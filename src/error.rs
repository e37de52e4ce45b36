use std::path::PathBuf;

use miette::Diagnostic;
use thiserror::Error;

#[derive(Debug, Error, Diagnostic)]
pub enum SdcError {
    #[error("invalid selector: {0}")]
    InvalidSelector(String),

    #[error("malformed file name: {0}")]
    Parse(String),

    #[error("SDC log-in failed after {attempts} attempts")]
    AuthenticationFailure { attempts: usize },

    #[error("SDC request failed: {0}")]
    Transport(String),

    #[error("SDC returned status {status}: {message}")]
    Status { status: u16, message: String },

    #[error("download of {file} failed: {message}")]
    DownloadFailure { file: String, message: String },

    #[error("download worker pool failed: {0}")]
    WorkerPool(String),

    #[error("missing config file mms-sdc.json in current directory")]
    MissingConfig,

    #[error("failed to read config file at {0}")]
    ConfigRead(PathBuf),

    #[error("failed to parse JSON config: {0}")]
    ConfigParse(String),

    #[error("filesystem error: {0}")]
    Filesystem(String),
}
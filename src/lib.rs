pub mod app;
pub mod auth;
pub mod catalog;
pub mod config;
pub mod domain;
pub mod error;
pub mod names;
pub mod output;
pub mod query;
pub mod sdc;
pub mod store;
pub mod timefilter;
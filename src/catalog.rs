use tracing::debug;

use crate::domain::DataSelector;
use crate::error::SdcError;
use crate::query::build_query;
use crate::sdc::{FileInfo, SdcClient};
use crate::timefilter::filter_time;

/// Remote identifiers matching the selector, trimmed to its time window.
pub fn list_remote_names<C>(client: &C, selector: &DataSelector) -> Result<Vec<String>, SdcError>
where
    C: SdcClient + ?Sized,
{
    let query = build_query(selector);
    let names = client.file_names(selector.site(), selector.data_type(), &query)?;
    debug!(count = names.len(), "SDC listing received");
    if names.is_empty() {
        return Ok(names);
    }
    filter_time(
        &names,
        selector.data_type(),
        selector.start_date(),
        selector.end_date(),
    )
}

/// Per-file metadata for a selector that names its files explicitly.
pub fn list_file_metadata<C>(client: &C, selector: &DataSelector) -> Result<Vec<FileInfo>, SdcError>
where
    C: SdcClient + ?Sized,
{
    if selector.files().is_none() {
        return Err(SdcError::InvalidSelector(
            "file info needs an explicit file list".to_string(),
        ));
    }
    client.file_info(selector.site(), selector.data_type(), &build_query(selector))
}
use std::collections::BTreeMap;

use serde::{Deserialize, Serialize};

use crate::algorithm::regression::LinearFit;
use crate::error::{DadError, DadResult};

/// One standard injection: known concentration and the integrated response it produced.
#[derive(Clone, Copy, Debug, PartialEq, Serialize, Deserialize)]
pub struct CalibrationPoint {
    pub concentration: f64,
    pub response: f64,
}

impl From<(f64, f64)> for CalibrationPoint {
    fn from((concentration, response): (f64, f64)) -> Self {
        CalibrationPoint { concentration, response }
    }
}

/// Calibration data per compound id.
///
/// Points are kept in insertion order and repeated injections of the same
/// concentration are allowed.
#[derive(Clone, Debug, Default, Serialize, Deserialize)]
pub struct QuantificationDatabase {
    calibrations: BTreeMap<String, Vec<CalibrationPoint>>,
}

impl QuantificationDatabase {
    pub fn new() -> Self {
        QuantificationDatabase { calibrations: BTreeMap::new() }
    }

    /// Appends a `(concentration, response)` pair, creating the compound's entry if needed.
    pub fn add_compound_concentration(&mut self, compound_id: &str, pair: (f64, f64)) {
        self.calibrations
            .entry(compound_id.to_string())
            .or_default()
            .push(pair.into());
    }

    pub fn get(&self, compound_id: &str) -> DadResult<&[CalibrationPoint]> {
        self.calibrations
            .get(compound_id)
            .map(Vec::as_slice)
            .ok_or_else(|| DadError::MissingCalibration(compound_id.to_string()))
    }

    /// Least squares fit of `response = slope * concentration + intercept`.
    ///
    /// # Errors
    ///
    /// * `MissingCalibration` if the compound has no entry
    /// * `DegenerateCalibration` if fewer than two distinct concentrations were recorded
    pub fn calibration_curve(&self, compound_id: &str) -> DadResult<LinearFit> {
        let pairs: Vec<(f64, f64)> = self
            .get(compound_id)?
            .iter()
            .map(|p| (p.concentration, p.response))
            .collect();
        LinearFit::fit(&pairs).ok_or_else(|| DadError::DegenerateCalibration {
            compound: compound_id.to_string(),
            slope: f64::NAN,
        })
    }

    pub fn contains(&self, compound_id: &str) -> bool {
        self.calibrations.contains_key(compound_id)
    }

    /// Compound ids in lexicographic order.
    pub fn compounds(&self) -> impl Iterator<Item = &str> + '_ {
        self.calibrations.keys().map(String::as_str)
    }

    pub fn len(&self) -> usize {
        self.calibrations.len()
    }

    pub fn is_empty(&self) -> bool {
        self.calibrations.is_empty()
    }
}
//! Peak purity and detector saturation.
//!
//! A peak is pure when the shape of its wavelength profile stays the same
//! across the elution window. Profiles are sampled at fixed fractions of the
//! way from the apex to either boundary and compared with the apex profile.

use std::collections::BTreeSet;

use serde::{Deserialize, Serialize};

use crate::algorithm::similarity::spectral_similarity;
use crate::peak::Peak;

/// Thresholds of the purity check.
#[derive(Clone, Debug, PartialEq, Serialize, Deserialize)]
#[serde(default)]
pub struct PurityConfig {
    /// Minimum similarity of every sampled profile to the apex profile (default: 0.99)
    pub purity_threshold: f64,
    /// Channels below this fraction of the apex maximum are ignored (default: 0.05)
    pub wavelength_filter_fraction: f64,
    /// Positions whose summed intensity is below this fraction of the apex are skipped (default: 0.1)
    pub data_filter_fraction: f64,
    /// Fractions of the apex-to-boundary distance at which profiles are sampled
    pub edge_fractions: Vec<f64>,
}

impl Default for PurityConfig {
    fn default() -> Self {
        PurityConfig {
            purity_threshold: 0.99,
            wavelength_filter_fraction: 0.05,
            data_filter_fraction: 0.1,
            edge_fractions: vec![0.25, 0.5, 0.75],
        }
    }
}

/// Per-call switches of [`Peak::check_peak`].
#[derive(Clone, Copy, Debug, PartialEq, Eq)]
pub struct PurityOptions {
    /// Log the purity report at info level
    pub show_analytics: bool,
    pub wavelength_filter: bool,
    pub data_filter: bool,
}

impl Default for PurityOptions {
    fn default() -> Self {
        PurityOptions {
            show_analytics: false,
            wavelength_filter: true,
            data_filter: true,
        }
    }
}

/// Outcome of a purity check.
#[derive(Clone, Debug, PartialEq, Serialize, Deserialize)]
pub struct PurityReport {
    /// Time indices whose profiles were compared with the apex
    pub positions: Vec<usize>,
    /// Similarity to the apex profile, one per position
    pub similarities: Vec<f64>,
    /// Wavelength channels used in the comparison
    pub channels: usize,
    /// 1.0 when no position was compared
    pub min_similarity: f64,
    /// Highest sample inside the peak window
    pub max_intensity: f64,
    pub pure: bool,
    pub saturated: bool,
}

impl<'a> Peak<'a> {
    /// Checks purity and saturation with the default [`PurityConfig`].
    ///
    /// Arguments:
    ///
    /// * `detector_limit` - intensity at or above which the detector is saturated
    /// * `options` - analytics logging and filter switches
    ///
    /// Returns:
    ///
    /// * `PurityReport` - the sampled positions and similarities with both flags;
    ///   the flags are also stored on the peak
    pub fn check_peak(&mut self, detector_limit: f64, options: PurityOptions) -> PurityReport {
        self.check_peak_with(detector_limit, options, &PurityConfig::default())
    }

    pub fn check_peak_with(
        &mut self,
        detector_limit: f64,
        options: PurityOptions,
        config: &PurityConfig,
    ) -> PurityReport {
        let window = self.dataset.window(self.left, self.right);
        let max_intensity = window.iter().copied().fold(f64::NEG_INFINITY, f64::max);
        let saturated = max_intensity >= detector_limit;

        let apex = &self.spectra;
        let channels = if options.wavelength_filter {
            select_channels(apex, config.wavelength_filter_fraction)
        } else {
            (0..apex.len()).collect()
        };

        let mut positions = self.sample_positions(&config.edge_fractions);
        if options.data_filter {
            let apex_total: f64 = apex.iter().sum();
            let min_total = config.data_filter_fraction * apex_total;
            positions.retain(|&t| {
                window.column(t - self.left).sum() >= min_total
            });
        }

        let apex_profile: Vec<f64> = channels.iter().map(|&w| apex[w]).collect();
        let similarities: Vec<f64> = positions
            .iter()
            .map(|&t| {
                let profile: Vec<f64> = channels
                    .iter()
                    .map(|&w| window[(w, t - self.left)])
                    .collect();
                spectral_similarity(&apex_profile, &profile)
            })
            .collect();

        let min_similarity = similarities.iter().copied().fold(1.0, f64::min);
        let pure = min_similarity >= config.purity_threshold;

        self.pure = Some(pure);
        self.saturation = Some(saturated);

        let report = PurityReport {
            positions,
            similarities,
            channels: channels.len(),
            min_similarity,
            max_intensity,
            pure,
            saturated,
        };

        if saturated {
            log::warn!(
                "peak [{}, {}] is saturated (max {} >= limit {})",
                self.left,
                self.right,
                max_intensity,
                detector_limit
            );
        }
        if options.show_analytics {
            log::info!(
                "purity of peak [{}, {}]: positions {:?}, similarities {:?}, {} channels, min {:.6} -> pure: {}",
                self.left,
                self.right,
                report.positions,
                report.similarities,
                report.channels,
                report.min_similarity,
                report.pure
            );
        }
        report
    }

    /// Time indices between the apex and the boundaries at the given fractions, apex excluded.
    fn sample_positions(&self, fractions: &[f64]) -> Vec<usize> {
        let to_left = (self.maximum - self.left) as f64;
        let to_right = (self.right - self.maximum) as f64;

        let mut positions = BTreeSet::new();
        for &f in fractions.iter().filter(|f| (0.0..=1.0).contains(*f)) {
            positions.insert(self.maximum - (f * to_left).round() as usize);
            positions.insert(self.maximum + (f * to_right).round() as usize);
        }
        positions.remove(&self.maximum);
        positions.into_iter().collect()
    }
}

/// Channels reaching `fraction` of the profile maximum, or all channels if fewer than 3 do.
fn select_channels(profile: &[f64], fraction: f64) -> Vec<usize> {
    let max = profile.iter().copied().fold(0.0, f64::max);
    let selected: Vec<usize> = profile
        .iter()
        .enumerate()
        .filter(|(_, v)| **v >= fraction * max)
        .map(|(w, _)| w)
        .collect();
    if selected.len() < 3 {
        (0..profile.len()).collect()
    } else {
        selected
    }
}
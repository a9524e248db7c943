use serde::{Deserialize, Serialize};

/// Slopes with a smaller magnitude are treated as a flat line.
const MIN_SLOPE: f64 = 1e-12;

/// Ordinary least squares line `y = slope * x + intercept`.
#[derive(Clone, Copy, Debug, PartialEq, Serialize, Deserialize)]
pub struct LinearFit {
    pub slope: f64,
    pub intercept: f64,
    /// Coefficient of determination, 1.0 when all `y` are equal and the line passes through them
    pub r_squared: f64,
    pub n: usize,
}

impl LinearFit {
    /// Fit a line through `(x, y)` pairs.
    ///
    /// Returns `None` for fewer than two pairs or when all `x` are equal,
    /// since the slope is undefined in both cases.
    pub fn fit(points: &[(f64, f64)]) -> Option<LinearFit> {
        if points.len() < 2 {
            return None;
        }

        // slope = Cov(x,y) / Var(x), intercept = mean_y - slope * mean_x
        let n = points.len() as f64;
        let mean_x = points.iter().map(|(x, _)| x).sum::<f64>() / n;
        let mean_y = points.iter().map(|(_, y)| y).sum::<f64>() / n;

        let sxx: f64 = points.iter().map(|(x, _)| (x - mean_x).powi(2)).sum();
        let sxy: f64 = points.iter().map(|(x, y)| (x - mean_x) * (y - mean_y)).sum();
        let syy: f64 = points.iter().map(|(_, y)| (y - mean_y).powi(2)).sum();

        if sxx <= f64::EPSILON * mean_x.abs().max(1.0) {
            return None;
        }

        let slope = sxy / sxx;
        let intercept = mean_y - slope * mean_x;

        let ss_res: f64 = points
            .iter()
            .map(|(x, y)| (y - (slope * x + intercept)).powi(2))
            .sum();
        let r_squared = if syy > 0.0 { 1.0 - ss_res / syy } else { 1.0 };

        Some(LinearFit { slope, intercept, r_squared, n: points.len() })
    }

    pub fn predict(&self, x: f64) -> f64 {
        self.slope * x + self.intercept
    }

    /// Solve the line for `x` given `y`; `None` for a flat line.
    pub fn inverse_predict(&self, y: f64) -> Option<f64> {
        if !self.is_invertible() {
            return None;
        }
        Some((y - self.intercept) / self.slope)
    }

    pub fn is_invertible(&self) -> bool {
        self.slope.is_finite() && self.slope.abs() > MIN_SLOPE
    }
}
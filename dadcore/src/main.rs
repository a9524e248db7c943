//! Demo run of the DAD peak analysis on a simulated chromatogram.
//!
//! A standards series calibrates six compounds, a sample run containing those
//! compounds plus one unregistered impurity is analysed, and the peak
//! reports are printed as JSON.
//!
//! ```bash
//! dadcore --noise 5e-7 --seed 7 -v
//! dadcore --config analysis.json --threads 8
//! ```

use std::path::PathBuf;

use clap::Parser;
use log::info;

use dadcore::config::PeakAnalysisConfig;
use dadcore::data::dataset::{DadData, DadDataset};
use dadcore::database::component::ComponentDatabase;
use dadcore::database::quantification::QuantificationDatabase;
use dadcore::error::DadResult;
use dadcore::peak::Peak;
use dadcore::pipeline::PeakPipeline;
use dadcore::simulation::chromatogram::{reference_spectra, ChromatogramSimulator, SimulatedCompound};

const NUM_WAVELENGTHS: usize = 50;
const NUM_COMPOUNDS: usize = 6;
const ELUTION: [(f64, f64); NUM_COMPOUNDS + 1] = [
    (120.0, 5.0),
    (220.0, 8.0),
    (330.0, 4.0),
    (450.0, 10.0),
    (600.0, 6.0),
    (760.0, 12.0),
    (880.0, 5.0),
];
const STANDARDS: [f64; 4] = [0.5, 1.0, 2.0, 4.0];
const SAMPLE: [f64; NUM_COMPOUNDS + 1] = [0.8, 1.5, 2.2, 0.6, 3.0, 1.1, 0.9];

/// DAD chromatogram peak analysis demo
#[derive(Parser)]
#[command(name = "dadcore")]
#[command(author, version, about, long_about = None)]
struct Cli {
    /// Verbosity level (-v for debug, -vv for trace)
    #[arg(short, long, action = clap::ArgAction::Count)]
    verbose: u8,

    /// JSON analysis configuration, defaults are used when omitted
    #[arg(short, long)]
    config: Option<PathBuf>,

    /// Number of worker threads, overrides the configuration
    #[arg(short, long)]
    threads: Option<usize>,

    /// Standard deviation of the simulated detector noise
    #[arg(long, default_value_t = 5e-7)]
    noise: f64,

    /// Seed of the noise generator
    #[arg(long, default_value_t = 42)]
    seed: u64,

    /// Number of time samples per run
    #[arg(long, default_value_t = 1000)]
    num_times: usize,
}

fn main() -> DadResult<()> {
    let cli = Cli::parse();

    let log_level = match cli.verbose {
        0 => "info",
        1 => "debug",
        _ => "trace",
    };
    env_logger::Builder::from_env(env_logger::Env::default().default_filter_or(log_level)).init();

    let mut config = match &cli.config {
        Some(path) => PeakAnalysisConfig::from_path(path)?,
        None => PeakAnalysisConfig::default(),
    };
    if let Some(threads) = cli.threads {
        config.num_threads = threads;
    }

    let spectra = reference_spectra(NUM_WAVELENGTHS, NUM_COMPOUNDS + 1);
    let names: Vec<String> = (0..NUM_COMPOUNDS).map(|i| format!("compound_{}", i + 1)).collect();

    // reference spectra from a clean standard of every registered compound
    let reference_run = simulate(&cli, &spectra[..NUM_COMPOUNDS], &[1.0; NUM_COMPOUNDS], 0.0, cli.seed)?;
    let mut components = ComponentDatabase::new();
    for (name, &(time, _)) in names.iter().zip(ELUTION.iter()) {
        let apex = time as usize;
        components.add_peak(Peak::new(apex - 1, apex + 1, apex, &reference_run)?, name)?;
    }

    let mut calibration = QuantificationDatabase::new();
    for (i, &concentration) in STANDARDS.iter().enumerate() {
        let run = simulate(
            &cli,
            &spectra[..NUM_COMPOUNDS],
            &[concentration; NUM_COMPOUNDS],
            cli.noise,
            cli.seed + 1 + i as u64,
        )?;
        for (name, &(time, width)) in names.iter().zip(ELUTION.iter()) {
            let mut peak = elution_window(&run, time, 4.0 * width)?;
            calibration.add_compound_concentration(name, (concentration, peak.integrate_peak()));
        }
    }
    info!(
        "calibrated {} compounds with {} standards each",
        calibration.len(),
        STANDARDS.len()
    );

    let sample = simulate(&cli, &spectra, &SAMPLE, cli.noise, cli.seed)?;
    let mut peaks = ELUTION
        .iter()
        .map(|&(time, _)| elution_window(&sample, time, 2.0))
        .collect::<DadResult<Vec<_>>>()?;

    let pipeline = PeakPipeline::new(config);
    let reports = pipeline.process_all(&mut peaks, &components, Some(&calibration))?;

    for (peak, expected) in peaks.iter().zip(SAMPLE.iter()) {
        info!("{} expected concentration {:.3}, found {:?}", peak, expected, peak.concentration());
    }
    println!("{}", serde_json::to_string_pretty(&reports)?);
    Ok(())
}

fn simulate(
    cli: &Cli,
    spectra: &[Vec<f64>],
    concentrations: &[f64],
    noise: f64,
    seed: u64,
) -> DadResult<DadDataset> {
    spectra
        .iter()
        .zip(concentrations)
        .zip(ELUTION.iter())
        .fold(
            ChromatogramSimulator::new(cli.num_times, NUM_WAVELENGTHS),
            |sim, ((spectrum, &concentration), &(time, width))| {
                sim.with_compound(SimulatedCompound::new(spectrum.clone(), concentration, time, width))
            },
        )
        .with_noise(noise)
        .with_seed(seed)
        .build()
}

/// Peak spanning `half_width` samples on both sides of `time`, clipped to the time axis.
fn elution_window(dataset: &DadDataset, time: f64, half_width: f64) -> DadResult<Peak<'_>> {
    let last = dataset.num_times().saturating_sub(1);
    let apex = (time.round() as usize).min(last);
    let left = apex.saturating_sub(half_width.ceil() as usize);
    let right = (apex + half_width.ceil() as usize).min(last);
    Peak::new(left, right, apex, dataset)
}
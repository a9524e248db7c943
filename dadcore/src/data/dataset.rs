use nalgebra::DMatrix;

use crate::error::{DadError, DadResult};

/// Read access to a diode-array detector recording.
///
/// The grid is indexed by (wavelength channel, time index); time indices are
/// zero based and sampled at a regular, implicit rate. Only `num_wavelengths`,
/// `num_times` and `intensity` are required, the remaining methods have
/// default implementations built on top of them.
pub trait DadData: Send + Sync {
    /// Number of wavelength channels.
    fn num_wavelengths(&self) -> usize;
    /// Number of time samples.
    fn num_times(&self) -> usize;
    /// Intensity of a single sample.
    fn intensity(&self, wavelength: usize, time: usize) -> f64;

    /// Wavelength profile recorded at `time`.
    fn spectrum_at(&self, time: usize) -> Vec<f64> {
        (0..self.num_wavelengths())
            .map(|wavelength| self.intensity(wavelength, time))
            .collect()
    }

    /// Grid slice for the closed time interval `[left, right]`.
    ///
    /// Rows are wavelength channels, columns are time samples starting at `left`.
    fn window(&self, left: usize, right: usize) -> DMatrix<f64> {
        let cols = right.saturating_sub(left) + 1;
        DMatrix::from_fn(self.num_wavelengths(), cols, |wavelength, offset| {
            self.intensity(wavelength, left + offset)
        })
    }

    /// Intensity summed over all wavelength channels, for every time sample.
    fn summed_trace(&self) -> Vec<f64> {
        (0..self.num_times())
            .map(|time| {
                (0..self.num_wavelengths())
                    .map(|wavelength| self.intensity(wavelength, time))
                    .sum()
            })
            .collect()
    }
}

/// In-memory DAD recording, rows are wavelength channels and columns are time samples.
#[derive(Clone, Debug)]
pub struct DadDataset {
    data: DMatrix<f64>,
}

impl DadDataset {
    /// Wraps an intensity matrix.
    ///
    /// # Arguments
    ///
    /// * `data` - matrix of shape (wavelength channels, time samples)
    ///
    /// # Errors
    ///
    /// Fails with `InvalidDataset` for an empty matrix or for negative / non-finite samples.
    pub fn new(data: DMatrix<f64>) -> DadResult<Self> {
        if data.nrows() == 0 || data.ncols() == 0 {
            return Err(DadError::InvalidDataset(format!(
                "empty grid ({} wavelengths x {} times)",
                data.nrows(),
                data.ncols()
            )));
        }
        if let Some(bad) = data.iter().find(|v| !v.is_finite() || **v < 0.0) {
            return Err(DadError::InvalidDataset(format!(
                "samples must be finite and non-negative, found {}",
                bad
            )));
        }
        Ok(DadDataset { data })
    }

    /// Builds a dataset from one wavelength profile per time sample.
    pub fn from_spectra(spectra: &[Vec<f64>]) -> DadResult<Self> {
        let num_wavelengths = spectra.first().map(|s| s.len()).unwrap_or(0);
        if spectra.iter().any(|s| s.len() != num_wavelengths) {
            return Err(DadError::InvalidDataset(
                "all spectra must have the same number of wavelength channels".to_string(),
            ));
        }
        let data = DMatrix::from_fn(num_wavelengths, spectra.len(), |wavelength, time| {
            spectra[time][wavelength]
        });
        DadDataset::new(data)
    }

    pub fn matrix(&self) -> &DMatrix<f64> {
        &self.data
    }
}

impl DadData for DadDataset {
    fn num_wavelengths(&self) -> usize {
        self.data.nrows()
    }

    fn num_times(&self) -> usize {
        self.data.ncols()
    }

    fn intensity(&self, wavelength: usize, time: usize) -> f64 {
        self.data[(wavelength, time)]
    }

    fn spectrum_at(&self, time: usize) -> Vec<f64> {
        self.data.column(time).iter().copied().collect()
    }

    fn window(&self, left: usize, right: usize) -> DMatrix<f64> {
        self.data.columns(left, right - left + 1).into_owned()
    }

    fn summed_trace(&self) -> Vec<f64> {
        self.data.row_sum().iter().copied().collect()
    }
}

What you will do:
Give the lines of the material above again, exactly, from its first line through the line that contains "let query = build_query(selector);" and no further.

Task output:
filename src/error.rs
repository e37de52e4ce45b36
use std::path::PathBuf;

use miette::Diagnostic;
use thiserror::Error;

#[derive(Debug, Error, Diagnostic)]
pub enum SdcError {
    #[error("invalid selector: {0}")]
    InvalidSelector(String),

    #[error("malformed file name: {0}")]
    Parse(String),

    #[error("SDC log-in failed after {attempts} attempts")]
    AuthenticationFailure { attempts: usize },

    #[error("SDC request failed: {0}")]
    Transport(String),

    #[error("SDC returned status {status}: {message}")]
    Status { status: u16, message: String },

    #[error("download of {file} failed: {message}")]
    DownloadFailure { file: String, message: String },

    #[error("download worker pool failed: {0}")]
    WorkerPool(String),

    #[error("missing config file mms-sdc.json in current directory")]
    MissingConfig,

    #[error("failed to read config file at {0}")]
    ConfigRead(PathBuf),

    #[error("failed to parse JSON config: {0}")]
    ConfigParse(String),

    #[error("filesystem error: {0}")]
    Filesystem(String),
}
filename src/lib.rs
pub mod app;
pub mod auth;
pub mod catalog;
pub mod config;
pub mod domain;
pub mod error;
pub mod names;
pub mod output;
pub mod query;
pub mod sdc;
pub mod store;
pub mod timefilter;
filename src/catalog.rs
use tracing::debug;

use crate::domain::DataSelector;
use crate::error::SdcError;
use crate::query::build_query;
use crate::sdc::{FileInfo, SdcClient};
use crate::timefilter::filter_time;

/// Remote identifiers matching the selector, trimmed to its time window.
pub fn list_remote_names<C>(client: &C, selector: &DataSelector) -> Result<Vec<String>, SdcError>
where
    C: SdcClient + ?Sized,
{
    let query = build_query(selector);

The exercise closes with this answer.